[Excerpts from a dataset]
---*---
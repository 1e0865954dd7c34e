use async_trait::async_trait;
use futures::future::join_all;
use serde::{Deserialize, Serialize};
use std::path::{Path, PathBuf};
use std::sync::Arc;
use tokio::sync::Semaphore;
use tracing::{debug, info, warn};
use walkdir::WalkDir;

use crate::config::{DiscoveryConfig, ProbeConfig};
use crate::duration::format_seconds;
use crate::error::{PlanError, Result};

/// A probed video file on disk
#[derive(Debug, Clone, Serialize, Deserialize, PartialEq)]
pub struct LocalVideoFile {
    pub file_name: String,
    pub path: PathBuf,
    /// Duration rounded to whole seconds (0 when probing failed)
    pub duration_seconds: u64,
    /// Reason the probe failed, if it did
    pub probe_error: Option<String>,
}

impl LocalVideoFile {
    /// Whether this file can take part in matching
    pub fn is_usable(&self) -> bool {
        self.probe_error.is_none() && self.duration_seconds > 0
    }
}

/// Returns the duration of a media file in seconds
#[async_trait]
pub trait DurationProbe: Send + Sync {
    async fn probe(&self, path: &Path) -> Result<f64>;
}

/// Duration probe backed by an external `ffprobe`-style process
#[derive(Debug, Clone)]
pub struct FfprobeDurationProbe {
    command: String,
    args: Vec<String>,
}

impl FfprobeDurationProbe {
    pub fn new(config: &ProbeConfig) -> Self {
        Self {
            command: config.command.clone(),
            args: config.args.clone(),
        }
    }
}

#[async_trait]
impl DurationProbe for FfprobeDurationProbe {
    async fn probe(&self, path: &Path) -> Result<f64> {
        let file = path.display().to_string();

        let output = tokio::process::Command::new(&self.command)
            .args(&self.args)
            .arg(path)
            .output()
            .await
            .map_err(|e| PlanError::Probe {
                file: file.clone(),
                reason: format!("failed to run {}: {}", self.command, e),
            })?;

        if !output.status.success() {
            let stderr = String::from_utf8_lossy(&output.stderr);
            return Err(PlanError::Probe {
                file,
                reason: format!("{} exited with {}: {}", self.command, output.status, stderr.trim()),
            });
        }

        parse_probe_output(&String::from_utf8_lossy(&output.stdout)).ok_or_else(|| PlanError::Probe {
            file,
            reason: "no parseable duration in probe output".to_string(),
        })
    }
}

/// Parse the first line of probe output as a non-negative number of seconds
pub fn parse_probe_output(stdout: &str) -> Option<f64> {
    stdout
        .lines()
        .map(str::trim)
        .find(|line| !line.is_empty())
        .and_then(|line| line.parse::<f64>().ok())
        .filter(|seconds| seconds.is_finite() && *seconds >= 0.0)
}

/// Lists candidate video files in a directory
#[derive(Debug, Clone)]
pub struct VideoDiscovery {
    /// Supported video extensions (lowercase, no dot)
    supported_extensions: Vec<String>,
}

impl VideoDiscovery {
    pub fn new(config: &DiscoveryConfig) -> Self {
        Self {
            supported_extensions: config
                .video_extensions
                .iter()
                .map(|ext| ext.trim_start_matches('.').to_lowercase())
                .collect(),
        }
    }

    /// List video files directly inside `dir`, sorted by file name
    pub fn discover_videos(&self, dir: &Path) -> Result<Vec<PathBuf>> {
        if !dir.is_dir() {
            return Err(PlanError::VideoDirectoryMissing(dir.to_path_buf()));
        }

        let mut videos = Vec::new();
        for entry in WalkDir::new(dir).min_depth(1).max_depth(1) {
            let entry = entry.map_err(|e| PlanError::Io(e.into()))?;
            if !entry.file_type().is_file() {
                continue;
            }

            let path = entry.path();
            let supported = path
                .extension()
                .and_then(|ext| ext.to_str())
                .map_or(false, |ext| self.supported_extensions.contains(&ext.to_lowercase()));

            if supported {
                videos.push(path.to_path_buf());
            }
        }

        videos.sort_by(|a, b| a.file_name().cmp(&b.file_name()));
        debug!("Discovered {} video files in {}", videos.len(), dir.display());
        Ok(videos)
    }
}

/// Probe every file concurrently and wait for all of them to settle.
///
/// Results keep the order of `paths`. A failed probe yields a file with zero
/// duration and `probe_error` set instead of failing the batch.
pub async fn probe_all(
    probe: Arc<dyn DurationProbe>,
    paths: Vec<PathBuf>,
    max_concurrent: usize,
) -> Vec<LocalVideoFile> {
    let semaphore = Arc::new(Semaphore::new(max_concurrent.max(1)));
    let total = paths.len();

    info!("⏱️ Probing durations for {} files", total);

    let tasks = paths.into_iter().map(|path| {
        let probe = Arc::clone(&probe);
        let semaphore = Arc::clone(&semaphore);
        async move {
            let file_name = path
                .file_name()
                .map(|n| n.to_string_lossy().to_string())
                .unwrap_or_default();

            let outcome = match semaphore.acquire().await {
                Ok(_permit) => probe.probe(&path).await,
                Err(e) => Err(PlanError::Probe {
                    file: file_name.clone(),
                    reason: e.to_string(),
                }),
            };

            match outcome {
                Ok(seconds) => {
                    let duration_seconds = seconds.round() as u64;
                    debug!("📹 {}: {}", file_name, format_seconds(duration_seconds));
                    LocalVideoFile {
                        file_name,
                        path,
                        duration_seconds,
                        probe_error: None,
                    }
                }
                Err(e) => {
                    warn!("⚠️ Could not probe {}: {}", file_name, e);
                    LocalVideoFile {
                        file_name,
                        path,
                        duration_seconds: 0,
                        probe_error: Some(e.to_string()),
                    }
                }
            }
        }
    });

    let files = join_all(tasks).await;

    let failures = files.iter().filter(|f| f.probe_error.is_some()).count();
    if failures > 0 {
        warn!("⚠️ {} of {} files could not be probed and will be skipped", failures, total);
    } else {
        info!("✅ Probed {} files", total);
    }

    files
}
---*---
Work item - Only lines containing the string "filter" belong in the answer; find them in the data above and copy them.

Result of this exercise -
        .filter(|seconds| seconds.is_finite() && *seconds >= 0.0)
    let failures = files.iter().filter(|f| f.probe_error.is_some()).count();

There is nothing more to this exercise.